---- Recorded information

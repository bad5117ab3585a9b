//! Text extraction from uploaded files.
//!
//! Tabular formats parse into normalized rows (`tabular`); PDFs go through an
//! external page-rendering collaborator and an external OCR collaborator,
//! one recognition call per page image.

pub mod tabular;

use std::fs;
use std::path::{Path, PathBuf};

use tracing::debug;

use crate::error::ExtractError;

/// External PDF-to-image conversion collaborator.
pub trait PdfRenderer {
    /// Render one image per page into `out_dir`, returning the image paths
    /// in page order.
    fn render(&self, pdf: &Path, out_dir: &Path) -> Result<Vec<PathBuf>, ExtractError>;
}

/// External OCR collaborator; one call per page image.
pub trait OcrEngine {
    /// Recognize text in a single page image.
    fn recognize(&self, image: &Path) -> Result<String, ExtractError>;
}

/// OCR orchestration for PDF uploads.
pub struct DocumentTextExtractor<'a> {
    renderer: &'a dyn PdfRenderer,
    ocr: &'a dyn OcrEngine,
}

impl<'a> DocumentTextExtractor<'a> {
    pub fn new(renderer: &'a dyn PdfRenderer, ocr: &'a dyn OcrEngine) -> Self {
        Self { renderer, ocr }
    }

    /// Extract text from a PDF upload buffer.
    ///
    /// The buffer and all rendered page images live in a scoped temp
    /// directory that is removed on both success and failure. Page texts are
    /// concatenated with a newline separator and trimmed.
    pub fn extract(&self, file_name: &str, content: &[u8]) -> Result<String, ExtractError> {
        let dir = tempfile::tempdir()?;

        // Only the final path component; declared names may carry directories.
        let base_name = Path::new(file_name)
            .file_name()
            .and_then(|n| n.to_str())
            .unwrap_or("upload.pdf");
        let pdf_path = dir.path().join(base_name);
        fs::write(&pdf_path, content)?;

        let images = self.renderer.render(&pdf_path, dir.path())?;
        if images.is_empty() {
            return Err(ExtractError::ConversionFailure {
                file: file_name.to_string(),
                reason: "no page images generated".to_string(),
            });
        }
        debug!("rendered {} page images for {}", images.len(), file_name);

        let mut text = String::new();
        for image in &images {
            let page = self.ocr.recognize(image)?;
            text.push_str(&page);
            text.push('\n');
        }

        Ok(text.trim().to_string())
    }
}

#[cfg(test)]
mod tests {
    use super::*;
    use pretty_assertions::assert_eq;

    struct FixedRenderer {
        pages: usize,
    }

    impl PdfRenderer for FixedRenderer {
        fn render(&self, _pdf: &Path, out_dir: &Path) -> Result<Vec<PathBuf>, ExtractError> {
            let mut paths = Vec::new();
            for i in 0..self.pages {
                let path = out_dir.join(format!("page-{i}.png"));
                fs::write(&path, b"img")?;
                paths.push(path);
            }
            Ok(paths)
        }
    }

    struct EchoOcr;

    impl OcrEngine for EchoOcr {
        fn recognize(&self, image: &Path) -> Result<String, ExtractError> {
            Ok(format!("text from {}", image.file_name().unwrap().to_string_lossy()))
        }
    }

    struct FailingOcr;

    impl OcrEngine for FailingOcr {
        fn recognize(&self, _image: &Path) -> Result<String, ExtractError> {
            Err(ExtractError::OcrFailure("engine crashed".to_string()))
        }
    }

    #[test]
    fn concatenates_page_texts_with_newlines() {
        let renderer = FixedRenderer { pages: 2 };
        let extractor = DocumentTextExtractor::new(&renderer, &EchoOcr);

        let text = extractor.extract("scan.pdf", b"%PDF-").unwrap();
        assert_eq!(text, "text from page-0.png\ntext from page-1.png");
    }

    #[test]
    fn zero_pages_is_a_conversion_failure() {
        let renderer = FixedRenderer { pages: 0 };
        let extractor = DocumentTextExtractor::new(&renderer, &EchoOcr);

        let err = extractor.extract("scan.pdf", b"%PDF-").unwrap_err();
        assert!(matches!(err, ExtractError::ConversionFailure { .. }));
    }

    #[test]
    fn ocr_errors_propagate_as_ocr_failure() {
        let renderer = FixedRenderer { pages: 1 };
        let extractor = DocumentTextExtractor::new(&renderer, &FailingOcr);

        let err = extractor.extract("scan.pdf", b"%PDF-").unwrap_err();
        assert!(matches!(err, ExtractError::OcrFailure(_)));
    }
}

--------

* Work required *
Scan the records for the string "DocumentTextExtractor" and report each line where it occurs.

* Answer below *
pub struct DocumentTextExtractor<'a> {
impl<'a> DocumentTextExtractor<'a> {
        let extractor = DocumentTextExtractor::new(&renderer, &EchoOcr);
        let extractor = DocumentTextExtractor::new(&renderer, &EchoOcr);
        let extractor = DocumentTextExtractor::new(&renderer, &FailingOcr);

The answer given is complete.